Saturday, February 19, 2011

Natural History Museum - Mammals

On Friday I visited the Natural History Museum with the ScArt Collective I am a part of. The biologists who gave us the behind the scenes tour were so enthused and passionate about what they study, it was so much fun to listen to them talk. I did not take many pictures, but others in our group did. We where shown around in four departments: mammals, invertebrate paleontology, invertebrate marine biology and ornithology.

The below photographs are of mammals:

Box of Florida Panther bones. They had about 30 Florida Panther pelts hung up like coats. When the mammal department receives a new animal, the separate the skin from the bones, put the meaty bones in a container with meat-eating beetles, and treat the skin. If the animal is small, they will stuff the animal with cotton - this is not taxidermy. Taxidermy animals are posed in natural ways. When you stuff animals to study, each species has a specific position.

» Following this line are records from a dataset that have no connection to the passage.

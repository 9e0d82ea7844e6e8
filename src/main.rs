// src/main.rs

use clap::{Parser, Subcommand};
use simplelog::{ColorChoice, ConfigBuilder, LevelFilter, TermLogger, TerminalMode};
use std::process::ExitCode;
use std::sync::Arc;
use wg_meta::core::config::APP_NAME;
use wg_meta::core::{
    CoreConfigFiles, CoreSettingsManager, CoreWgKeyTool, MetaConfigStore, PeerRequest,
    SettingsManagerOperations, StoreError, StoreSettings,
};

#[derive(Parser, Debug)]
#[command(
    name = "wg-meta",
    about = "Names, aliases and enable/disable state for WireGuard configs",
    version
)]
struct Cli {
    /// Write changes to the live config files instead of '<file><dry run suffix>'.
    #[arg(long, global = true)]
    apply: bool,

    #[command(subcommand)]
    command: Command,
}

#[derive(Subcommand, Debug)]
enum Command {
    /// List interfaces and their sections.
    List,
    /// Print an interface config as it would be written.
    Show { interface: String },
    /// Enable the peer bound to an alias.
    Enable { interface: String, alias: String },
    /// Disable the peer bound to an alias.
    Disable { interface: String, alias: String },
    /// Set an attribute on the peer bound to an alias.
    Set {
        interface: String,
        alias: String,
        key: String,
        value: String,
    },
    /// Provision a new peer and print its client config.
    AddPeer {
        interface: String,
        name: String,
        address: String,
        #[arg(long)]
        alias: Option<String>,
        #[arg(long)]
        endpoint: Option<String>,
        #[arg(long)]
        client_allowed_ips: Option<String>,
    },
}

fn init_logging(level: LevelFilter) {
    let config = ConfigBuilder::new()
        .set_time_level(LevelFilter::Off)
        .build();
    if let Err(e) = TermLogger::init(level, config, TerminalMode::Stderr, ColorChoice::Auto) {
        eprintln!("wg-meta: could not initialize logging: {e}");
    }
}

fn load_settings() -> StoreSettings {
    match CoreSettingsManager::new().load_settings(APP_NAME) {
        Ok(settings) => settings,
        Err(e) => {
            eprintln!("wg-meta: {e}; using default settings");
            StoreSettings::default()
        }
    }
}

fn warning_lines(store: &MetaConfigStore, from: usize) -> Vec<String> {
    store
        .warnings()
        .iter()
        .skip(from)
        .map(|warning| format!("warning: {warning}"))
        .collect()
}

fn print_warnings(store: &MetaConfigStore, from: usize) {
    for line in warning_lines(store, from) {
        eprintln!("{line}");
    }
}

fn run(command: Command, apply: bool, store: &mut MetaConfigStore) -> Result<(), StoreError> {
    match command {
        Command::List => {
            for interface in store.get_interface_list() {
                println!("{interface}");
                for identifier in store.get_section_list(&interface) {
                    let Some(section) = store.get_section(&interface, &identifier) else {
                        continue;
                    };
                    println!(
                        "  {:<46} {:<10} {}",
                        identifier,
                        if section.is_disabled() { "disabled" } else { "enabled" },
                        section.metadata("Name").unwrap_or("-")
                    );
                }
            }
            return Ok(());
        }
        Command::Show { interface } => {
            print!("{}", store.render_interface(&interface, false)?);
            return Ok(());
        }
        Command::Enable { interface, alias } => store.enable_by_alias(&interface, &alias)?,
        Command::Disable { interface, alias } => store.disable_by_alias(&interface, &alias)?,
        Command::Set {
            interface,
            alias,
            key,
            value,
        } => store.set_by_alias(&interface, &alias, &key, &value, false)?,
        Command::AddPeer {
            interface,
            name,
            address,
            alias,
            endpoint,
            client_allowed_ips,
        } => {
            let request = PeerRequest {
                name: &name,
                address: &address,
                alias: alias.as_deref(),
                endpoint: endpoint.as_deref(),
                client_allowed_ips: client_allowed_ips.as_deref(),
            };
            let credentials = store.provision_peer(&interface, &request)?;
            println!("# Public key: {}", credentials.public_key);
            print!("{}", credentials.client_config);
        }
    }

    if store.is_dirty() {
        store.commit(apply)?;
    }
    Ok(())
}

fn main() -> ExitCode {
    let cli = Cli::parse();

    let settings = load_settings();
    init_logging(settings.log_level_filter());
    log::debug!("main: Using config directory {:?}.", settings.config_dir);

    let files = Arc::new(CoreConfigFiles::new());
    let key_tool = Arc::new(CoreWgKeyTool::new());
    let mut store = match MetaConfigStore::load(&settings, files, key_tool) {
        Ok(store) => store,
        Err(e) => {
            log::error!("main: {e}");
            return ExitCode::FAILURE;
        }
    };

    // Load-time warnings (checksum drift) are shown for every command.
    print_warnings(&store, 0);
    let load_warnings = store.warnings().len();

    let result = run(cli.command, cli.apply, &mut store);
    print_warnings(&store, load_warnings);
    match result {
        Ok(()) => ExitCode::SUCCESS,
        Err(e) => {
            log::error!("main: {e}");
            ExitCode::FAILURE
        }
    }
}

This way all the collections all over the world are uniform. So if you want to compare monkeys in South America with the monkeys in Asia, it is easier to compare because the two monkeys are posed exactly the same way. But the larger animals they keep as pelts because it is easier to store that way.

Pile of monkeys.

Drawer of groundhogs. All of those drawers were filled with animals. There were aisles and aisles of these drawers, each holding a different type of animal.



All of the boxes on the left wall were filled with manatee skulls. This was about half of the length of the warehouse.